Il est près de minuit quand j’entends des témoignages poignants de la tragédie en cours à Beit Lahya, tout au nord de l’enclave, pratiquement coupée du monde depuis le début du mois d’octobre 2024. L’expression de nettoyage ethnique ne semble pas excessive pour qualifier l’expulsion méthodique de la population, la destruction tout aussi méthodique des bâtiments et le ciblage des derniers lieux de vie organisés que sont les hôpitaux. Je suis à peine de retour dans la bande de Gaza que me submerge déjà la tragédie de ce territoire assiégé.

Le ciel est couvert le lendemain matin, avec des averses intermittentes, tandis que je repars vers Khan Younès, cette fois par la route côtière. De part et d’autre, les tentes se succèdent sur des kilomètres, certains déplacés ayant planté leurs abris de fortune sur la plage, bravant les bourrasques et les rouleaux. Des enseignes surnagent, annonçant un salon de coiffure, une cafétéria ou une boutique aux noms d’autant plus alléchants qu’ils ne masquent que le manque. (…)

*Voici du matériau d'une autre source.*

//! Recover structured content from its canonical text.
//!
//! A candidate value is accepted only if rendering it reproduces the input
//! exactly; any other text stays plain text.

use std::collections::BTreeMap;

use super::typescript::{self, Cursor};
use super::{
    render_developer_content, render_system_content, CHANNELS_PREFIX, CHANNEL_REQUIRED_SUFFIX,
    CURRENT_DATE_PREFIX, FUNCTIONS_CHANNEL_NOTE, INSTRUCTIONS_HEADER, KNOWLEDGE_CUTOFF_PREFIX,
    REASONING_PREFIX, SECTION_SEPARATOR, TOOLS_HEADER,
};
use crate::chat::{
    ChannelConfig, DeveloperContent, SystemContent, ToolDescription, ToolNamespaceConfig,
};

/// Recognize the text of a system message.
///
/// Text that carries nothing beyond a model identity is left as text.
#[must_use]
pub fn recognize_system_content(text: &str) -> Option<SystemContent> {
    let mut content = SystemContent::new();

    let (head, channels) = split_last_section(text, CHANNELS_PREFIX);
    let mut has_function_tools = false;
    if let Some(channels) = channels {
        let (config, note) = parse_channels(channels)?;
        content.channel_config = Some(config);
        has_function_tools = note;
    }

    let (head, tools) = split_first_section(head, &tools_marker());
    if let Some(tools) = tools {
        content.tools = Some(parse_tools_section(tools)?);
    }

    let (top, last) = match head.rfind(SECTION_SEPARATOR) {
        Some(idx) => (&head[..idx], &head[idx + SECTION_SEPARATOR.len()..]),
        None => ("", head),
    };
    let top = match last.strip_prefix(REASONING_PREFIX) {
        Some(effort) => {
            content.reasoning_effort = Some(effort.parse().ok()?);
            top
        }
        None => head,
    };

    let mut lines: Vec<&str> = if top.is_empty() { Vec::new() } else { top.split('\n').collect() };
    if let Some(date) = lines.last().and_then(|l| l.strip_prefix(CURRENT_DATE_PREFIX)) {
        content.conversation_start_date = Some(date.to_string());
        lines.pop();
    }
    if let Some(cutoff) = lines.last().and_then(|l| l.strip_prefix(KNOWLEDGE_CUTOFF_PREFIX)) {
        content.knowledge_cutoff = Some(cutoff.to_string());
        lines.pop();
    }
    if !lines.is_empty() {
        content.model_identity = Some(lines.join("\n"));
    }

    let identity_only = SystemContent {
        model_identity: content.model_identity.clone(),
        ..SystemContent::new()
    };
    if content == identity_only {
        return None;
    }

    (render_system_content(&content, has_function_tools) == text).then_some(content)
}

/// Recognize the text of a developer message.
#[must_use]
pub fn recognize_developer_content(text: &str) -> Option<DeveloperContent> {
    let marker = tools_marker();
    let mut content = DeveloperContent::new();

    let tools = if text.starts_with(&marker) {
        Some(text)
    } else {
        let rest = text
            .strip_prefix(INSTRUCTIONS_HEADER)?
            .strip_prefix(SECTION_SEPARATOR)?;
        let (instructions, tools) = match rest.rfind(&format!("{SECTION_SEPARATOR}{marker}")) {
            Some(idx) => (&rest[..idx], Some(&rest[idx + SECTION_SEPARATOR.len()..])),
            None => (rest, None),
        };
        content.instructions = Some(instructions.to_string());
        tools
    };
    if let Some(tools) = tools {
        content.tools = Some(parse_tools_section(tools)?);
    }

    (render_developer_content(&content) == text).then_some(content)
}

/// A tools section always opens with the header and a namespace block.
fn tools_marker() -> String {
    format!("{TOOLS_HEADER}{SECTION_SEPARATOR}## ")
}

/// Split off the section starting with `prefix`, searching from the end.
fn split_last_section<'a>(text: &'a str, prefix: &str) -> (&'a str, Option<&'a str>) {
    if text.starts_with(prefix) {
        return ("", Some(text));
    }
    match text.rfind(&format!("{SECTION_SEPARATOR}{prefix}")) {
        Some(idx) => (&text[..idx], Some(&text[idx + SECTION_SEPARATOR.len()..])),
        None => (text, None),
    }
}

/// Split off the first section starting with `prefix` and everything after it.
fn split_first_section<'a>(text: &'a str, prefix: &str) -> (&'a str, Option<&'a str>) {
    if text.starts_with(prefix) {
        return ("", Some(text));
    }
    match text.find(&format!("{SECTION_SEPARATOR}{prefix}")) {
        Some(idx) => (&text[..idx], Some(&text[idx + SECTION_SEPARATOR.len()..])),
        None => (text, None),
    }
}

/// Parse the valid-channels section. The flag is set when the function
/// routing note is present.
fn parse_channels(section: &str) -> Option<(ChannelConfig, bool)> {
    let (first, note) = match section.split_once('\n') {
        Some((first, note)) => (first, Some(note)),
        None => (section, None),
    };
    let has_function_tools = match note {
        None => false,
        Some(FUNCTIONS_CHANNEL_NOTE) => true,
        Some(_) => return None,
    };

    let list = first.strip_prefix(CHANNELS_PREFIX)?;
    let (list, channel_required) = match list.strip_suffix(CHANNEL_REQUIRED_SUFFIX) {
        Some(list) => (list, true),
        None => (list, false),
    };
    let list = list.strip_suffix('.')?;
    let config = ChannelConfig {
        valid_channels: list.split(", ").map(str::to_string).collect(),
        channel_required,
    };
    Some((config, has_function_tools))
}

fn parse_tools_section(section: &str) -> Option<BTreeMap<String, ToolNamespaceConfig>> {
    let body = section
        .strip_prefix(TOOLS_HEADER)?
        .strip_prefix(SECTION_SEPARATOR)?
        .strip_prefix("## ")?;
    let mut namespaces = BTreeMap::new();
    for block in body.split("\n\n## ") {
        let namespace = parse_namespace(block)?;
        namespaces.insert(namespace.name.clone(), namespace);
    }
    Some(namespaces)
}

/// Parse one namespace block, minus its leading `## `.
fn parse_namespace(block: &str) -> Option<ToolNamespaceConfig> {
    let (name, rest) = block.split_once('\n')?;
    if rest.is_empty() {
        return Some(ToolNamespaceConfig::new(name, None, Vec::new()));
    }
    let rest = rest.strip_prefix('\n')?;

    let opening = format!("namespace {name} {{\n");
    let declarations = if rest.starts_with(&opening) {
        Some((None, &rest[opening.len()..]))
    } else {
        rest.find(&format!("\n{opening}"))
            .map(|idx| (Some(&rest[..idx]), &rest[idx + 1 + opening.len()..]))
    };

    let Some((comment, declarations)) = declarations else {
        return Some(ToolNamespaceConfig::new(name, Some(rest.to_string()), Vec::new()));
    };
    let description = match comment {
        Some(comment) => Some(strip_comment_lines(comment)?),
        None => None,
    };
    let tools = parse_declarations(name, declarations)?;
    Some(ToolNamespaceConfig::new(name, description, tools))
}

/// Parse the tool declarations between `namespace {name} {` and its
/// closing line.
fn parse_declarations(namespace: &str, text: &str) -> Option<Vec<ToolDescription>> {
    let closing = format!("}} // namespace {namespace}");
    let mut cursor = Cursor::new(text);
    let mut tools = Vec::new();

    if !cursor.eat("\n") {
        return None;
    }
    loop {
        if cursor.eat(&closing) {
            break;
        }

        let mut description = Vec::new();
        while cursor.eat("//") {
            let line = cursor.line()?;
            description.push(line.strip_prefix(' ').unwrap_or(line));
        }

        if !cursor.eat("type ") {
            return None;
        }
        let name_len = cursor.rest().find(" = ")?;
        let name = cursor.advance(name_len).to_string();
        cursor.eat(" = ");

        let parameters = if cursor.eat("() => any;\n") {
            None
        } else if cursor.eat("(_: ") {
            let (schema, used) = typescript::parse_prefix(cursor.rest())?;
            cursor.advance(used);
            if !cursor.eat(") => any;\n") {
                return None;
            }
            Some(schema)
        } else {
            return None;
        };
        if !cursor.eat("\n") {
            return None;
        }

        tools.push(ToolDescription::new(name, description.join("\n"), parameters));
    }

    cursor.is_empty().then_some(tools)
}

fn strip_comment_lines(text: &str) -> Option<String> {
    let lines: Option<Vec<&str>> = text
        .split('\n')
        .map(|line| {
            line.strip_prefix("//")
                .map(|l| l.strip_prefix(' ').unwrap_or(l))
        })
        .collect();
    Some(lines?.join("\n"))
}

#[cfg(test)]
mod tests {
    use serde_json::json;

    use super::*;
    use crate::chat::ReasoningEffort;

    fn assert_system_reverses(content: &SystemContent, has_function_tools: bool) {
        let text = render_system_content(content, has_function_tools);
        let recognized = recognize_system_content(&text)
            .unwrap_or_else(|| panic!("not recognized:\n{text}"));
        assert_eq!(&recognized, content, "text was:\n{text}");
    }

    fn weather_tools() -> Vec<ToolDescription> {
        vec![
            ToolDescription::new("get_location", "Gets the location of the user.", None),
            ToolDescription::new(
                "get_current_weather",
                "Gets the current weather in the provided location.",
                Some(json!({
                    "type": "object",
                    "properties": {
                        "location": {"type": "string", "description": "The city and state, e.g. San Francisco, CA"},
                        "format": {"type": "string", "enum": ["celsius", "fahrenheit"], "default": "celsius"}
                    },
                    "required": ["location"]
                })),
            ),
        ]
    }

    #[test]
    fn test_default_system_content() {
        assert_system_reverses(&SystemContent::default(), false);
        assert_system_reverses(&SystemContent::default(), true);
    }

    #[test]
    fn test_system_with_everything() {
        let sys = SystemContent::default()
            .with_conversation_start_date("2025-06-28")
            .with_reasoning_effort(ReasoningEffort::High)
            .with_browser_tool()
            .with_python_tool();
        assert_system_reverses(&sys, false);
    }

    #[test]
    fn test_system_partial_fields() {
        assert_system_reverses(&SystemContent::new().with_reasoning_effort(ReasoningEffort::Low), false);
        assert_system_reverses(&SystemContent::new().with_knowledge_cutoff("2024-06"), false);
        assert_system_reverses(
            &SystemContent::new().with_channel_config(ChannelConfig {
                valid_channels: vec!["final".into()],
                channel_required: false,
            }),
            false,
        );
    }

    #[test]
    fn test_plain_text_is_not_system_content() {
        assert_eq!(recognize_system_content("You are a helpful assistant."), None);
        assert_eq!(recognize_system_content(""), None);
        assert_eq!(recognize_system_content("Reasoning: extreme"), None);
    }

    #[test]
    fn test_non_canonical_text_rejected() {
        // Channel list without the trailing period.
        assert_eq!(recognize_system_content("# Valid channels: analysis, final"), None);
        assert_eq!(
            recognize_system_content("# Valid channels: final.\nSomething else."),
            None
        );
    }

    #[test]
    fn test_developer_instructions() {
        let dev = DeveloperContent::new().with_instructions("Talk like a pirate!");
        let text = render_developer_content(&dev);
        assert_eq!(recognize_developer_content(&text), Some(dev));
    }

    #[test]
    fn test_developer_with_function_tools() {
        let dev = DeveloperContent::new()
            .with_instructions("Answer concisely.\n\nUse tools when needed.")
            .with_function_tools(weather_tools());
        let text = render_developer_content(&dev);
        assert_eq!(recognize_developer_content(&text), Some(dev));
    }

    #[test]
    fn test_developer_tools_only() {
        let dev = DeveloperContent::new()
            .with_function_tools(weather_tools())
            .with_tools(ToolNamespaceConfig::python());
        let text = render_developer_content(&dev);
        assert_eq!(recognize_developer_content(&text), Some(dev));
    }

    #[test]
    fn test_developer_plain_text() {
        assert_eq!(recognize_developer_content("Be nice."), None);
        assert_eq!(recognize_developer_content("# Instructions\nno blank line"), None);
    }

    #[test]
    fn test_namespace_with_description_and_tools() {
        let mut tools = BTreeMap::new();
        let ns = ToolNamespaceConfig::new(
            "weather",
            Some("Weather lookups.\nData is hourly.".into()),
            weather_tools(),
        );
        tools.insert(ns.name.clone(), ns);
        let text = super::super::render_tools_section(&tools);
        assert_eq!(parse_tools_section(&text), Some(tools));
    }
}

Dès le premier contact, les souvenirs de tant d’épreuves endurées débordent, dominés par l’invocation du foyer perdu, là-bas, ailleurs, dans les zones de combat et d’occupation, au nord, au centre, au sud, jusqu’à se retrouver parqués dans ce qui n’était auparavant qu’un immense terrain vague. On me raconte les morts, les disparus, les dépouilles toujours ensevelies sous les décombres, les fuites affolées, la peur au ventre, en serrant contre soi les enfants, les déplacements une fois, deux fois, dix fois, la douleur et la perte, le deuil et l’horreur. J’avais compris depuis longtemps que la Gaza que j’avais connue et arpentée n’existait plus. Maintenant je le sais. Et il me reste un mois pour appréhender une réalité aussi poignante.

En cette fin de 2024, les évaluations par l’ONU de la catastrophe humanitaire donnent le tournis : 87 % des bâtiments d’habitation (soit 411 000) ont été détruits totalement (141 000), sévèrement ou partiellement (270 000). Plus de 80 % des commerces et deux tiers du réseau routier sont hors d’usage. 1,9 million de femmes, d’hommes et d’enfants ont dû fuir d’une à dix fois, une enquête menée auprès des 800 employés locaux de MSF livrant une moyenne de cinq déplacements consécutifs.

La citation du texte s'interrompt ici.